Assigned task
Report each line of the entries below that has the word "Array" in it.

Records from a data source:
+-------+

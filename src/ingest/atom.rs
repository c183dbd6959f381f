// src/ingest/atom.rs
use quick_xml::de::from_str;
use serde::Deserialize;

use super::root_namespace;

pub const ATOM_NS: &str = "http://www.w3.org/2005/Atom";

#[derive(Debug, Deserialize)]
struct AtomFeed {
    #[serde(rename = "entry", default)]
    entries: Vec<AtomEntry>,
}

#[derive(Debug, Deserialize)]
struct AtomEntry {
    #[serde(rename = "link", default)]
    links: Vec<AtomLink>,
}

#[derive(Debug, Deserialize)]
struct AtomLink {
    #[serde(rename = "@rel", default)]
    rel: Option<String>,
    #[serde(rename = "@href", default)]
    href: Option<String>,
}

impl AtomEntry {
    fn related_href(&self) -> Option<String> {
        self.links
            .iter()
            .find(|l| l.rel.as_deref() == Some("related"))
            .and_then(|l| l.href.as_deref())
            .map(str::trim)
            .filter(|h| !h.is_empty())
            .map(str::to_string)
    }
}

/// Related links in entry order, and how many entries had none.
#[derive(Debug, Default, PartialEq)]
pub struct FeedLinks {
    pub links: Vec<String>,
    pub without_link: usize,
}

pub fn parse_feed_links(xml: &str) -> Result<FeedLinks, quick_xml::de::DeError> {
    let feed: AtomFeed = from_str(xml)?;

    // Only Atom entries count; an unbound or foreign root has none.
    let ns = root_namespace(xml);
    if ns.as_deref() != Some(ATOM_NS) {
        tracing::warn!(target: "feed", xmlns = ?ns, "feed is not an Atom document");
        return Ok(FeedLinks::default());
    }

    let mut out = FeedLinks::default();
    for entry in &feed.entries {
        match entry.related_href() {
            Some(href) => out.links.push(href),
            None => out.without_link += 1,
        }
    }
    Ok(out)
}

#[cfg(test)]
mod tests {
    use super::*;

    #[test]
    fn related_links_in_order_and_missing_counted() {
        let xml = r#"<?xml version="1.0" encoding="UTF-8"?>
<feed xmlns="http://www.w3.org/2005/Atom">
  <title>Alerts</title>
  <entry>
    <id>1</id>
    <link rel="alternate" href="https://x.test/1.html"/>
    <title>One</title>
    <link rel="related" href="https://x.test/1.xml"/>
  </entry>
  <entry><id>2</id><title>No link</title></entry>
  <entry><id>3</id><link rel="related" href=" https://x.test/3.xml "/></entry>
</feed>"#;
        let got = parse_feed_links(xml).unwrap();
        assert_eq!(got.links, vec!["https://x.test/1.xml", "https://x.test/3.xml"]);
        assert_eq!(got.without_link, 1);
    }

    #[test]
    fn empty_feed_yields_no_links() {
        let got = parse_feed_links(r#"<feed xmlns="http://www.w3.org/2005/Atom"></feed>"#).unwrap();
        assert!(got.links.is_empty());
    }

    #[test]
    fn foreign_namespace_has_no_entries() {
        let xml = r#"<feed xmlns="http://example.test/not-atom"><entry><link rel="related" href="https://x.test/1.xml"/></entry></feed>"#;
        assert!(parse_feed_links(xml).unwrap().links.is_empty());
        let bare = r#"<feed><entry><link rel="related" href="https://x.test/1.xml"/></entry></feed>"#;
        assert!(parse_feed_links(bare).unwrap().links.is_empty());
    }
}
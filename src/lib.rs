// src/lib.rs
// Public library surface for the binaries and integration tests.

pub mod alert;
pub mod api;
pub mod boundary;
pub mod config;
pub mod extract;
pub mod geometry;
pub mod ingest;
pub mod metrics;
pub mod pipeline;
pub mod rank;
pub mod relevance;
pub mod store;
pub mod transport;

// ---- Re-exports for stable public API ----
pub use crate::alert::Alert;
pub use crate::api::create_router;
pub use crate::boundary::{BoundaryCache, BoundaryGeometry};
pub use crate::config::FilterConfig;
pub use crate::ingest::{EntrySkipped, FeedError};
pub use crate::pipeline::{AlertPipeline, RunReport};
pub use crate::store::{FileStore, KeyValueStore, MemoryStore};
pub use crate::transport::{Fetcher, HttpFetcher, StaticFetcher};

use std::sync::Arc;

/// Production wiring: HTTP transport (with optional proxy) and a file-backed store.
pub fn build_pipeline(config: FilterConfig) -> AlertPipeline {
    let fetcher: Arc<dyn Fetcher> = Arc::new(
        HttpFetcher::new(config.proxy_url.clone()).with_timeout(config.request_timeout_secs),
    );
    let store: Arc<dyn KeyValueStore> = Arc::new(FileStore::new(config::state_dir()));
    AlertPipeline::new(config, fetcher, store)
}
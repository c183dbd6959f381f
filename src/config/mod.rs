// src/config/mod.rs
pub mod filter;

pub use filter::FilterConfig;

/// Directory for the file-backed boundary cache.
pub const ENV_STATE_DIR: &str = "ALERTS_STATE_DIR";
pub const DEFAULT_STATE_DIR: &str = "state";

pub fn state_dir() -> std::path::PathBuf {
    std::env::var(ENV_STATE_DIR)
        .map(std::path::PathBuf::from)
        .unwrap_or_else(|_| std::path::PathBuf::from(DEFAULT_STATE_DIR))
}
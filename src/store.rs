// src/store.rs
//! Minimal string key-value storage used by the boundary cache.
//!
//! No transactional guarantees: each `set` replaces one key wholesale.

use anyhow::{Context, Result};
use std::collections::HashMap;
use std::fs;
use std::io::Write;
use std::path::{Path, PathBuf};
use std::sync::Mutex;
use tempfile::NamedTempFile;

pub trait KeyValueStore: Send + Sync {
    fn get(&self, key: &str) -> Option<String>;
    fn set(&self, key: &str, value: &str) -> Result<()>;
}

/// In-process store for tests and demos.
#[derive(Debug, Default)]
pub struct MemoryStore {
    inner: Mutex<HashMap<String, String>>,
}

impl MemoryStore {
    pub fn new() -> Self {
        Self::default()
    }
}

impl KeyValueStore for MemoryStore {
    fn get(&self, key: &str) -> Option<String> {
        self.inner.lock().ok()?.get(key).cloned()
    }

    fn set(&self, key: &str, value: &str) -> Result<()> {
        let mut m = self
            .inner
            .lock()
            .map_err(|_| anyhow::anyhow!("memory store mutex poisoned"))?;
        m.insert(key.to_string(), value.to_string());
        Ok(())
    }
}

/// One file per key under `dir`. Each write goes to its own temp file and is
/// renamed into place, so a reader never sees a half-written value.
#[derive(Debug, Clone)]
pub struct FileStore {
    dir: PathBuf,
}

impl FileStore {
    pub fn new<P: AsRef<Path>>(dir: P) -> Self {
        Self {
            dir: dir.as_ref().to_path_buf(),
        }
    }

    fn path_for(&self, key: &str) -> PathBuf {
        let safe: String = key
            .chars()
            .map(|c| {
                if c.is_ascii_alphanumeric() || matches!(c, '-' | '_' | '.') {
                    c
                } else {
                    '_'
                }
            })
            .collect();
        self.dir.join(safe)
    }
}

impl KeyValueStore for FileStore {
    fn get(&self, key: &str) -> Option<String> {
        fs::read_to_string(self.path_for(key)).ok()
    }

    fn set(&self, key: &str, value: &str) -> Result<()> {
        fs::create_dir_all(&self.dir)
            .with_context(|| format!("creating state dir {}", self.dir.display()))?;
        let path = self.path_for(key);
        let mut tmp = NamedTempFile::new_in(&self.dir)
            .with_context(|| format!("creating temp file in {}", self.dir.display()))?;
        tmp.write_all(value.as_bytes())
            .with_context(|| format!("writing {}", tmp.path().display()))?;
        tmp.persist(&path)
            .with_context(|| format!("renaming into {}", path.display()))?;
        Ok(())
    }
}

+-------+

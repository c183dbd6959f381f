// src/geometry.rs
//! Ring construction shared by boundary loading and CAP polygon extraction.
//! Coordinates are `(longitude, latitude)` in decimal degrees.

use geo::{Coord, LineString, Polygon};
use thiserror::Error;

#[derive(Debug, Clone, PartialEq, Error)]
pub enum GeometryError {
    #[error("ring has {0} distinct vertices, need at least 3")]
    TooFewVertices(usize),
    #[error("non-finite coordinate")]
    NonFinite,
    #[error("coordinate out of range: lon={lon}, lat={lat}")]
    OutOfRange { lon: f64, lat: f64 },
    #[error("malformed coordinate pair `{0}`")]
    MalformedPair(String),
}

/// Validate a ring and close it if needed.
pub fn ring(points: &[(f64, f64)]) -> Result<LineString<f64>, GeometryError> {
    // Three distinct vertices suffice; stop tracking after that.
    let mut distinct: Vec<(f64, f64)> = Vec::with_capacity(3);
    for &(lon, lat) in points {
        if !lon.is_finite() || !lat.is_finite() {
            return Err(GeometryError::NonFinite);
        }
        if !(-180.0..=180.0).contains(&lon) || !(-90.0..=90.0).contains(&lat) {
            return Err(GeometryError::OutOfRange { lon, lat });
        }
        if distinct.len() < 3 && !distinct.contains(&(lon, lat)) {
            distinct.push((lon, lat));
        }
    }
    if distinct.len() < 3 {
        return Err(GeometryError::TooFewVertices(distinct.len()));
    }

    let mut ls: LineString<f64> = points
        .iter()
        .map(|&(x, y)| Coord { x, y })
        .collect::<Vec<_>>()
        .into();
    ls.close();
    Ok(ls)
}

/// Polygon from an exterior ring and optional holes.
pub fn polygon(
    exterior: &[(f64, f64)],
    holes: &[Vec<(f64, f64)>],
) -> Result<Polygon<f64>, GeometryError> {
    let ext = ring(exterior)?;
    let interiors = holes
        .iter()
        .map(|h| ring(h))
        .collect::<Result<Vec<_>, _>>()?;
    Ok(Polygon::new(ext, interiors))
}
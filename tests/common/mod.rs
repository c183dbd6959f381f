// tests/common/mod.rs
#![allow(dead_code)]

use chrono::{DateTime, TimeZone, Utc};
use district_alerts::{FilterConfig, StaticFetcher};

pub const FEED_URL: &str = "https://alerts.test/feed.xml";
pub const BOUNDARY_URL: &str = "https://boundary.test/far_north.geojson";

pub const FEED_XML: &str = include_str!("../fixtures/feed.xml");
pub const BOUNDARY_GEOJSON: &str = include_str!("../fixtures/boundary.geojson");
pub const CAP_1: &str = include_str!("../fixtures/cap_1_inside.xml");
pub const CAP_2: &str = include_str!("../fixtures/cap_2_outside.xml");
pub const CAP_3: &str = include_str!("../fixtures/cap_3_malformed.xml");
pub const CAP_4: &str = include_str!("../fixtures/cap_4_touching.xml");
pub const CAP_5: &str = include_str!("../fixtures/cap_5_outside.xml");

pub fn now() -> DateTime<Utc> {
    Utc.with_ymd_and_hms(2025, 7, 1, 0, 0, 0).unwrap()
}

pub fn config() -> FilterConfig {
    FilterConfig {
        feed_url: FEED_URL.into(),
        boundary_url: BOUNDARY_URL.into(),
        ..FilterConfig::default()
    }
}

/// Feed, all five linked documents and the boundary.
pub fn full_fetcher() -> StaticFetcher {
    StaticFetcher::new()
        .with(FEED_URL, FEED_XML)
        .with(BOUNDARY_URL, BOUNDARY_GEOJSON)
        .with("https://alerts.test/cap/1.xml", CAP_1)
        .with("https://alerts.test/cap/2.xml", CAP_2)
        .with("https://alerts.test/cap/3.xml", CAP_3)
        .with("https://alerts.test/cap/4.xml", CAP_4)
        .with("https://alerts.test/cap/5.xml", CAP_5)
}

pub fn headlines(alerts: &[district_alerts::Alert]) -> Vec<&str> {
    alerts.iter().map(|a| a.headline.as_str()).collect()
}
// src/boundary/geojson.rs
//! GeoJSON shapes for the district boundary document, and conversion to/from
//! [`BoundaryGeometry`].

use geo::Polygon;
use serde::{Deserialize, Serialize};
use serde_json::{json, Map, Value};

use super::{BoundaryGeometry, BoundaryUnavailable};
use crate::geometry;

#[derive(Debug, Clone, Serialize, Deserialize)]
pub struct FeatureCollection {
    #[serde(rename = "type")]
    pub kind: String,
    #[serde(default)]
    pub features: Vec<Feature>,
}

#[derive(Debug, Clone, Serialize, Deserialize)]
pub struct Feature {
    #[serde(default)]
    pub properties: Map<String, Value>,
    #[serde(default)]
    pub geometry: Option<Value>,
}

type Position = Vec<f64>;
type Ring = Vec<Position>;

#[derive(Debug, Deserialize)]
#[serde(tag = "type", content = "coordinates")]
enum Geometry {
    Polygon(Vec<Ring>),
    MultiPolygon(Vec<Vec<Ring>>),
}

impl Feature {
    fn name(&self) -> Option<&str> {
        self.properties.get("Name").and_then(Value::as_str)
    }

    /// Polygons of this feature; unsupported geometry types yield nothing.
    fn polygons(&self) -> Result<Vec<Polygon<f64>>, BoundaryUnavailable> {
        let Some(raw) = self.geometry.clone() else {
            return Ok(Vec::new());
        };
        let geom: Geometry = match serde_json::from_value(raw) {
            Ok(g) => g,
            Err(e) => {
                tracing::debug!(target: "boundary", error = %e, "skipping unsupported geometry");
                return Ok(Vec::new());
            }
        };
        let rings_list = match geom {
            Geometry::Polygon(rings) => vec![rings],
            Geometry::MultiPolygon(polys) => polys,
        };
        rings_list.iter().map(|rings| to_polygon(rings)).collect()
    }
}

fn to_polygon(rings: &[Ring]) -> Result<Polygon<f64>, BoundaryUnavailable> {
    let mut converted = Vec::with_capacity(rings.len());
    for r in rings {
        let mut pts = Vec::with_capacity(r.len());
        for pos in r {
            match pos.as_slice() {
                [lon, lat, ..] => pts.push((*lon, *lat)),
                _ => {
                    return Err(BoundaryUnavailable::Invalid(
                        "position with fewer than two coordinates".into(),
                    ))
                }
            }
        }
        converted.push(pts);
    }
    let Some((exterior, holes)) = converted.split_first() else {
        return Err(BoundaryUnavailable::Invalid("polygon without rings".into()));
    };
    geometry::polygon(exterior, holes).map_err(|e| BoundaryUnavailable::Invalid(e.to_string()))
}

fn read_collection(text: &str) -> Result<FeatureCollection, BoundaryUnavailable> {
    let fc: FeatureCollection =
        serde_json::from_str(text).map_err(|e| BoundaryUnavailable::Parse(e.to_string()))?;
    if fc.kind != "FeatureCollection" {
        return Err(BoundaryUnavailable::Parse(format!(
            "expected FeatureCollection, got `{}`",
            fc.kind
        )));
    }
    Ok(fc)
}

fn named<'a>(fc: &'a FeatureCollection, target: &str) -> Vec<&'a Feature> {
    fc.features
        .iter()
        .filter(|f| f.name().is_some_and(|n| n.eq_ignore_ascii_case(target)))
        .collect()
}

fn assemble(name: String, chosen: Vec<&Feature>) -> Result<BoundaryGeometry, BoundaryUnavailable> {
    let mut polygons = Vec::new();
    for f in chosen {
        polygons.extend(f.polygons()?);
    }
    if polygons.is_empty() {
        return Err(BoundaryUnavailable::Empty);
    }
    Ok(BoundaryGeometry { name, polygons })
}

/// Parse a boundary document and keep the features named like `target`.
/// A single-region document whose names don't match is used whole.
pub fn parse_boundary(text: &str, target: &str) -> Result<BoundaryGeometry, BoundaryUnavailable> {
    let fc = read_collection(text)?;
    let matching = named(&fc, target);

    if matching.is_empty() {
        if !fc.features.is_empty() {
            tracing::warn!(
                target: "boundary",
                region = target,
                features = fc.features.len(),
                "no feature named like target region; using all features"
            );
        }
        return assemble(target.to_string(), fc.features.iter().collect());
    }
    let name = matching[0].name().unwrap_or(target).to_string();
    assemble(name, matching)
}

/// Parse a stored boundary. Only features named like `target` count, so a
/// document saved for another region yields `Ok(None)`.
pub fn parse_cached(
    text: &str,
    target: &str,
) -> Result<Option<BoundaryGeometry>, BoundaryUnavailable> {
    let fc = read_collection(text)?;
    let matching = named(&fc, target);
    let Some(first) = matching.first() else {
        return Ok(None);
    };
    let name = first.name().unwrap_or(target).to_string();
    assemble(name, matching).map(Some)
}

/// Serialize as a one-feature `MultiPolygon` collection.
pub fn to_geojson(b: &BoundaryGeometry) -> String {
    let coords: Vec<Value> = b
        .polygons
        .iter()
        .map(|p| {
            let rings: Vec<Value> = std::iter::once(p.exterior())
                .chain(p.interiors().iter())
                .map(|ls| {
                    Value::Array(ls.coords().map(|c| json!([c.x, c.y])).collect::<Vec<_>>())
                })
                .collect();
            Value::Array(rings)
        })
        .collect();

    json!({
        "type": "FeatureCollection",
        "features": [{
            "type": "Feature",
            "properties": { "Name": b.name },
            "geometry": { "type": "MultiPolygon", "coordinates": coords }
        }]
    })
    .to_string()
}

+-------+

Answer to this exercise
                    Value::Array(ls.coords().map(|c| json!([c.x, c.y])).collect::<Vec<_>>())
            Value::Array(rings)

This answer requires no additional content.